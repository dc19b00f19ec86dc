//! Database connection management

use crate::error::{DbError, DbResult};
use sea_orm::{ConnectOptions, Database, DatabaseConnection as SeaOrmConnection};
use std::time::Duration;

/// Type alias for the pooled database connection
pub type DatabaseConnection = SeaOrmConnection;

/// Connection pool settings
#[derive(Debug, Clone)]
pub struct PoolConfig {
    pub url: String,
    pub max_connections: u32,
    pub min_connections: u32,
    pub connect_timeout_secs: u64,
    pub idle_timeout_secs: u64,
}

impl PoolConfig {
    pub fn new(url: String) -> Self {
        Self {
            url,
            max_connections: 10,
            min_connections: 1,
            connect_timeout_secs: 30,
            idle_timeout_secs: 600,
        }
    }
}

/// Establish a pooled database connection
pub async fn establish_connection(config: &PoolConfig) -> DbResult<DatabaseConnection> {
    let mut connect_options = ConnectOptions::new(config.url.clone());

    connect_options
        .max_connections(config.max_connections)
        .min_connections(config.min_connections)
        .connect_timeout(Duration::from_secs(config.connect_timeout_secs))
        .acquire_timeout(Duration::from_secs(config.connect_timeout_secs))
        .idle_timeout(Duration::from_secs(config.idle_timeout_secs))
        .sqlx_logging(false);

    tracing::info!("Establishing database connection");

    let connection = Database::connect(connect_options)
        .await
        .map_err(DbError::from)?;

    tracing::info!("Database connection established");
    Ok(connection)
}

/// Test database connectivity with a ping
pub async fn test_connection(connection: &DatabaseConnection) -> DbResult<()> {
    connection.ping().await.map_err(DbError::from)?;
    Ok(())
}

/// Close the connection pool gracefully
pub async fn close_connection(connection: DatabaseConnection) -> DbResult<()> {
    connection.close().await.map_err(DbError::from)?;
    tracing::info!("Database connection closed");
    Ok(())
}

#[cfg(test)]
mod tests {
    use super::*;

    #[test]
    fn test_pool_config_defaults() {
        let config = PoolConfig::new("postgres://localhost/girok".to_string());

        assert_eq!(config.max_connections, 10);
        assert_eq!(config.min_connections, 1);
        assert_eq!(config.connect_timeout_secs, 30);
    }
}
//! Business services
//!
//! Each service owns the repositories, cache keys and outbox writes of
//! one aggregate family. Multi-write operations open one database
//! transaction and append their outbox row inside it, so a committed
//! state change always carries its event.

pub mod auth;
pub mod consent;
pub mod dsr;
pub mod legal;
pub mod registry;
pub mod sanction;
pub mod session;

pub use auth::AuthService;
pub use consent::ConsentService;
pub use dsr::DsrService;
pub use legal::LegalService;
pub use registry::{AllowlistServiceRegistry, ServiceRegistry};
pub use sanction::SanctionService;
pub use session::SessionService;
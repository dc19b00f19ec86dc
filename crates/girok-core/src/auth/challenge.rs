//! Cache-resident MFA challenges
//!
//! Minted after a successful primary login when the account has MFA
//! enabled. Challenges live in the shared cache (not process memory) so
//! that any replica can complete a login another replica started. They
//! are single-use and expire after five minutes.

use chrono::{DateTime, Duration, Utc};
use rand::{rngs::OsRng, RngCore};
use serde::{Deserialize, Serialize};
use uuid::Uuid;

/// Challenge lifetime
pub const CHALLENGE_TTL_SECS: u64 = 300;

/// Second-factor methods a challenge may be completed with
#[derive(Debug, Clone, Copy, PartialEq, Eq, Serialize, Deserialize)]
#[serde(rename_all = "snake_case")]
pub enum MfaMethod {
    Totp,
    BackupCode,
}

impl MfaMethod {
    pub fn as_str(&self) -> &'static str {
        match self {
            MfaMethod::Totp => "totp",
            MfaMethod::BackupCode => "backup_code",
        }
    }
}

/// A pending second-factor challenge
#[derive(Debug, Clone, Serialize, Deserialize)]
pub struct MfaChallenge {
    /// Opaque challenge ID handed to the client
    pub id: String,

    /// Account that passed the primary step
    pub account_id: Uuid,

    /// Email as stored on the account
    pub email: String,

    /// Methods the account can complete the challenge with
    pub methods: Vec<MfaMethod>,

    /// Hard expiry; consumption after this instant is rejected
    pub expires_at: DateTime<Utc>,
}

impl MfaChallenge {
    /// Mint a new challenge for an account
    pub fn new(account_id: Uuid, email: String, methods: Vec<MfaMethod>) -> Self {
        Self {
            id: new_challenge_id(),
            account_id,
            email,
            methods,
            expires_at: Utc::now() + Duration::seconds(CHALLENGE_TTL_SECS as i64),
        }
    }

    pub fn is_expired(&self) -> bool {
        Utc::now() >= self.expires_at
    }

    pub fn allows(&self, method: MfaMethod) -> bool {
        self.methods.contains(&method)
    }
}

/// Generate a 32-byte crypto-random challenge ID, hex-encoded
pub fn new_challenge_id() -> String {
    let mut bytes = [0u8; 32];
    OsRng.fill_bytes(&mut bytes);
    let mut out = String::with_capacity(64);
    for byte in bytes {
        out.push_str(&format!("{byte:02x}"));
    }
    out
}

#[cfg(test)]
mod tests {
    use super::*;

    #[test]
    fn test_challenge_id_shape() {
        let id = new_challenge_id();
        assert_eq!(id.len(), 64);
        assert!(id.bytes().all(|b| b.is_ascii_hexdigit()));
        assert_ne!(id, new_challenge_id());
    }

    #[test]
    fn test_new_challenge_is_unexpired() {
        let challenge = MfaChallenge::new(
            Uuid::new_v4(),
            "alice@example.com".to_string(),
            vec![MfaMethod::Totp, MfaMethod::BackupCode],
        );

        assert!(!challenge.is_expired());
        assert!(challenge.allows(MfaMethod::Totp));
        assert!(challenge.allows(MfaMethod::BackupCode));
    }

    #[test]
    fn test_expired_challenge() {
        let mut challenge = MfaChallenge::new(
            Uuid::new_v4(),
            "alice@example.com".to_string(),
            vec![MfaMethod::Totp],
        );
        challenge.expires_at = Utc::now() - Duration::seconds(1);

        assert!(challenge.is_expired());
        assert!(!challenge.allows(MfaMethod::BackupCode));
    }

    #[test]
    fn test_method_serialization() {
        assert_eq!(
            serde_json::to_string(&MfaMethod::BackupCode).unwrap(),
            "\"backup_code\""
        );
        assert_eq!(MfaMethod::Totp.as_str(), "totp");
    }
}
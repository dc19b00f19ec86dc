//! Law entity model for SeaORM

use super::*;
use crate::error::{DbError, DbResult};
use girok_core::entities::legal as domain;
use sea_orm::ActiveValue::Set;

#[derive(Clone, Debug, PartialEq, DeriveEntityModel, Serialize, Deserialize)]
#[sea_orm(table_name = "laws")]
pub struct Model {
    #[sea_orm(primary_key, auto_increment = false)]
    pub id: Uuid,

    #[sea_orm(unique)]
    pub code: String,

    pub name: String,

    pub jurisdiction: String,

    pub country: Option<String>,

    pub effective_from: chrono::NaiveDate,

    pub is_active: bool,

    /// Typed requirements payload; parsed into `LawRequirements` at the
    /// repository boundary
    #[sea_orm(column_type = "JsonBinary")]
    pub requirements: Json,

    pub created_at: chrono::DateTime<chrono::Utc>,
}

#[derive(Copy, Clone, Debug, EnumIter, DeriveRelation)]
pub enum Relation {}

impl ActiveModelBehavior for ActiveModel {}

impl Model {
    /// Convert to the domain entity, parsing the requirements payload
    pub fn into_domain(self) -> DbResult<domain::Law> {
        let requirements: domain::LawRequirements =
            serde_json::from_value(self.requirements).map_err(DbError::from)?;

        Ok(domain::Law {
            id: self.id,
            code: self.code,
            name: self.name,
            jurisdiction: self.jurisdiction,
            country: self.country,
            effective_from: self.effective_from,
            is_active: self.is_active,
            requirements,
            created_at: self.created_at,
        })
    }
}

impl TryFrom<domain::Law> for ActiveModel {
    type Error = DbError;

    fn try_from(law: domain::Law) -> DbResult<Self> {
        Ok(Self {
            id: Set(law.id),
            code: Set(law.code),
            name: Set(law.name),
            jurisdiction: Set(law.jurisdiction),
            country: Set(law.country),
            effective_from: Set(law.effective_from),
            is_active: Set(law.is_active),
            requirements: Set(serde_json::to_value(&law.requirements)?),
            created_at: Set(law.created_at),
        })
    }
}

#[cfg(test)]
mod tests {
    use super::*;

    #[test]
    fn test_requirements_roundtrip() {
        let law = girok_core::entities::legal::builtin_laws()
            .into_iter()
            .find(|l| l.code == "PIPA")
            .unwrap();
        let original = law.requirements.clone();

        let active = ActiveModel::try_from(law).unwrap();
        let requirements = match active.requirements {
            Set(value) => value,
            _ => panic!("Expected Set value"),
        };

        let parsed: domain::LawRequirements = serde_json::from_value(requirements).unwrap();
        assert_eq!(parsed, original);
    }
}
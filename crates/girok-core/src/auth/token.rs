//! JWT access tokens
//!
//! Short-lived bearer tokens for service-to-service and API clients.
//! Sessions remain the source of truth; tokens carry a `jti` so a
//! logout or password change can revoke them early through the cache
//! revocation list (fail-secure, see the cache module).

use chrono::{Duration, Utc};
use jsonwebtoken::{decode, encode, Algorithm, DecodingKey, EncodingKey, Header, Validation};
use serde::{Deserialize, Serialize};
use uuid::Uuid;

use crate::entities::session::SessionContext;

/// JWT configuration
#[derive(Debug, Clone)]
pub struct TokenConfig {
    /// Secret key for signing tokens
    pub secret: String,

    /// Token issuer
    pub issuer: String,

    /// Access token lifetime (default: 1 hour)
    pub access_token_duration: Duration,

    /// Signing algorithm (default: HS256)
    pub algorithm: Algorithm,
}

impl TokenConfig {
    pub fn new(secret: String) -> Self {
        Self {
            secret,
            issuer: "girok".to_string(),
            access_token_duration: Duration::hours(1),
            algorithm: Algorithm::HS256,
        }
    }
}

/// Claims carried by an access token
#[derive(Debug, Clone, Serialize, Deserialize)]
pub struct AccessClaims {
    /// Subject (account ID)
    pub sub: String,

    /// Session the token was minted for
    pub sid: String,

    /// Issued at
    pub iat: i64,

    /// Expiration time
    pub exp: i64,

    /// Issuer
    pub iss: String,

    /// JWT ID, used for revocation lookups
    pub jti: String,

    /// Session context (user or operator)
    pub ctx: SessionContext,
}

/// Token generation and validation
#[derive(Clone)]
pub struct TokenService {
    config: TokenConfig,
    encoding_key: EncodingKey,
    decoding_key: DecodingKey,
    validation: Validation,
}

impl TokenService {
    pub fn new(config: TokenConfig) -> Self {
        let encoding_key = EncodingKey::from_secret(config.secret.as_bytes());
        let decoding_key = DecodingKey::from_secret(config.secret.as_bytes());

        let mut validation = Validation::new(config.algorithm);
        validation.set_issuer(&[config.issuer.clone()]);
        validation.validate_exp = true;

        Self {
            config,
            encoding_key,
            decoding_key,
            validation,
        }
    }

    /// Mint an access token for a session
    pub fn issue(
        &self,
        account_id: Uuid,
        session_id: Uuid,
        context: SessionContext,
    ) -> Result<IssuedToken, TokenError> {
        let now = Utc::now();
        let exp = now + self.config.access_token_duration;

        let claims = AccessClaims {
            sub: account_id.to_string(),
            sid: session_id.to_string(),
            iat: now.timestamp(),
            exp: exp.timestamp(),
            iss: self.config.issuer.clone(),
            jti: Uuid::new_v4().to_string(),
            ctx: context,
        };

        let header = Header::new(self.config.algorithm);
        let token = encode(&header, &claims, &self.encoding_key)
            .map_err(|e| TokenError::EncodingFailed(e.to_string()))?;

        Ok(IssuedToken {
            token,
            jti: claims.jti.clone(),
            expires_in: self.config.access_token_duration.num_seconds(),
        })
    }

    /// Validate a token's signature, issuer and expiry
    ///
    /// Revocation is a separate cache lookup on `claims.jti`; callers
    /// must perform it before trusting the claims.
    pub fn validate(&self, token: &str) -> Result<AccessClaims, TokenError> {
        decode::<AccessClaims>(token, &self.decoding_key, &self.validation)
            .map(|data| data.claims)
            .map_err(|e| TokenError::Invalid(e.to_string()))
    }
}

/// A freshly issued token and the metadata the caller needs
#[derive(Debug, Clone)]
pub struct IssuedToken {
    pub token: String,
    pub jti: String,
    pub expires_in: i64,
}

/// Token-related errors
#[derive(Debug, thiserror::Error)]
pub enum TokenError {
    #[error("Token encoding failed: {0}")]
    EncodingFailed(String),

    #[error("Invalid token: {0}")]
    Invalid(String),
}

#[cfg(test)]
mod tests {
    use super::*;

    fn service() -> TokenService {
        TokenService::new(TokenConfig::new("test-secret".to_string()))
    }

    #[test]
    fn test_issue_and_validate() {
        let service = service();
        let account_id = Uuid::new_v4();
        let session_id = Uuid::new_v4();

        let issued = service
            .issue(account_id, session_id, SessionContext::User)
            .unwrap();
        assert_eq!(issued.expires_in, 3600);

        let claims = service.validate(&issued.token).unwrap();
        assert_eq!(claims.sub, account_id.to_string());
        assert_eq!(claims.sid, session_id.to_string());
        assert_eq!(claims.jti, issued.jti);
        assert_eq!(claims.ctx, SessionContext::User);
    }

    #[test]
    fn test_validate_rejects_wrong_secret() {
        let issued = service()
            .issue(Uuid::new_v4(), Uuid::new_v4(), SessionContext::Operator)
            .unwrap();

        let other = TokenService::new(TokenConfig::new("other-secret".to_string()));
        assert!(other.validate(&issued.token).is_err());
    }

    #[test]
    fn test_validate_rejects_garbage() {
        assert!(service().validate("not-a-jwt").is_err());
    }
}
——————
WORK INSTRUCTIONS:
Exact duplication is required for the lines above, from the line that contains "outbox writes of" to the line that contains "filename crates/girok-core/src/auth/challenge.rs", inclusive; omit all others.

TASK OUTPUT:
//! Each service owns the repositories, cache keys and outbox writes of
//! one aggregate family. Multi-write operations open one database
//! transaction and append their outbox row inside it, so a committed
//! state change always carries its event.

pub mod auth;
pub mod consent;
pub mod dsr;
pub mod legal;
pub mod registry;
pub mod sanction;
pub mod session;

pub use auth::AuthService;
pub use consent::ConsentService;
pub use dsr::DsrService;
pub use legal::LegalService;
pub use registry::{AllowlistServiceRegistry, ServiceRegistry};
pub use sanction::SanctionService;
pub use session::SessionService;
repository dc19b00f19ec86dc
filename crates/girok-core/src/auth/challenge.rs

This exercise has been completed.